Initially indicted for murder on a minor under the age of 15 and placed for eleven months in pre-trial detention, Aurore was tried on Wednesday October 5 by the Bordeaux Criminal Court for “non-assistance to person in danger”. Experts were unable to decide on the causes of death between mechanical asphyxiation, maternity-fetal infection or cocaine and amphetamines, consumed the day before during a festive evening and having crossed The placental barrier.
“I yelled when I saw the baby”
“It’s very confused and blurred,” says Aurore, all dressed in black, tightening a paper handkerchief in her right hand. The day before the facts, she had been taken from violent stomach pain. “It could only be my cyst with ovaries or my illness. I never thought that I was pregnant. I had gained a little weight but as often. I oscillate. It was not possible for me . “
She tells the rest: “And then I expelled my daughter. It is as if I were outside the scene. It was not real, I wanted it to remain a nightmare. She was white, All flask, strongholds. I was in a second state. I didn’t want to call help because I didn’t want us to see that I had taken drugs. “
The former companion of Aurore and father of the child made the macabre discovery in the bathroom. “When she returned from the evening, she twisted in pain, he recalls. This story of cyst came back all the time. So I was 1,000 leagues from that.”

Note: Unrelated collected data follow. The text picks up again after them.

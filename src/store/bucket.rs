/// Bucketed event store: one FIFO queue per pending instant.
///
/// The bucket at the cursor is kept outside the ordered map so that the hot
/// path, scheduling at the current instant, is a plain `push_back` with no
/// key lookup. Later instants live in a `BTreeMap` keyed by time.
use std::collections::{BTreeMap, HashSet, VecDeque};

use crate::error::StoreError;
use crate::event::EventId;
use crate::time::SimTime;

use super::{purge_front, EventStore};

#[derive(Debug, Default)]
pub struct BucketStore {
    /// Instant of the cursor bucket. Always exists, possibly empty.
    now: SimTime,
    /// Events due at `now`.
    current: VecDeque<EventId>,
    /// Buckets strictly after `now`.
    future: BTreeMap<SimTime, VecDeque<EventId>>,
    /// Ids removed but still physically present in some bucket.
    removed: HashSet<EventId>,
    len: usize,
}

impl BucketStore {
    pub fn new() -> Self {
        Self::default()
    }

    /// Number of buckets currently allocated, the cursor bucket included.
    ///
    /// Emptied buckets are only reclaimed when the cursor walks past them.
    pub fn bucket_count(&self) -> usize {
        1 + self.future.len()
    }
}

impl EventStore for BucketStore {
    fn name(&self) -> &'static str {
        "bucket"
    }

    fn cursor(&self) -> SimTime {
        self.now
    }

    fn insert_now(&mut self, id: EventId) {
        self.current.push_back(id);
        self.len += 1;
    }

    fn insert_at(&mut self, id: EventId, at: SimTime) -> Result<(), StoreError> {
        if at < self.now {
            return Err(StoreError::PastTime {
                requested: at,
                cursor: self.now,
            });
        }
        if at == self.now {
            self.current.push_back(id);
        } else {
            self.future.entry(at).or_default().push_back(id);
        }
        self.len += 1;
        Ok(())
    }

    fn peek_next(&mut self) -> Option<(SimTime, EventId)> {
        purge_front(&mut self.current, &mut self.removed);
        if let Some(&id) = self.current.front() {
            return Some((self.now, id));
        }
        loop {
            let mut entry = self.future.first_entry()?;
            purge_front(entry.get_mut(), &mut self.removed);
            if let Some(&id) = entry.get().front() {
                return Some((*entry.key(), id));
            }
            // Only tombstones were left in this bucket.
            entry.remove();
        }
    }

    fn pop_next(&mut self) -> Option<(SimTime, EventId)> {
        let (at, _) = self.peek_next()?;
        if at != self.now {
            // The cursor bucket is drained: destroy it and move on.
            let (next, bucket) = self.future.pop_first()?;
            debug_assert_eq!(next, at);
            tracing::trace!(from = %self.now, to = %next, "cursor advanced");
            self.now = next;
            self.current = bucket;
        }
        let id = self.current.pop_front()?;
        self.len -= 1;
        Some((at, id))
    }

    fn remove(&mut self, id: EventId, at: SimTime) -> bool {
        let present = at == self.now || self.future.contains_key(&at);
        if present && self.removed.insert(id) {
            self.len -= 1;
            return true;
        }
        false
    }

    fn len(&self) -> usize {
        self.len
    }

    fn clear(&mut self) {
        self.now = SimTime::ZERO;
        self.current.clear();
        self.future.clear();
        self.removed.clear();
        self.len = 0;
    }
}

“She stayed an hour in the toilet. I went to hit the door but she reassured me and repeated to me that it was not worth calling for help. She was weak when she returned to the living room. She told me that it was going to pass, I believed it. “He heard nothing. “The TV was on, I went out to smoke then buy something to eat.” He says he saw nothing of his pregnancy. “I yelled when I saw the baby, I was in shock. When I asked him what this baby was, she said to me: What baby?”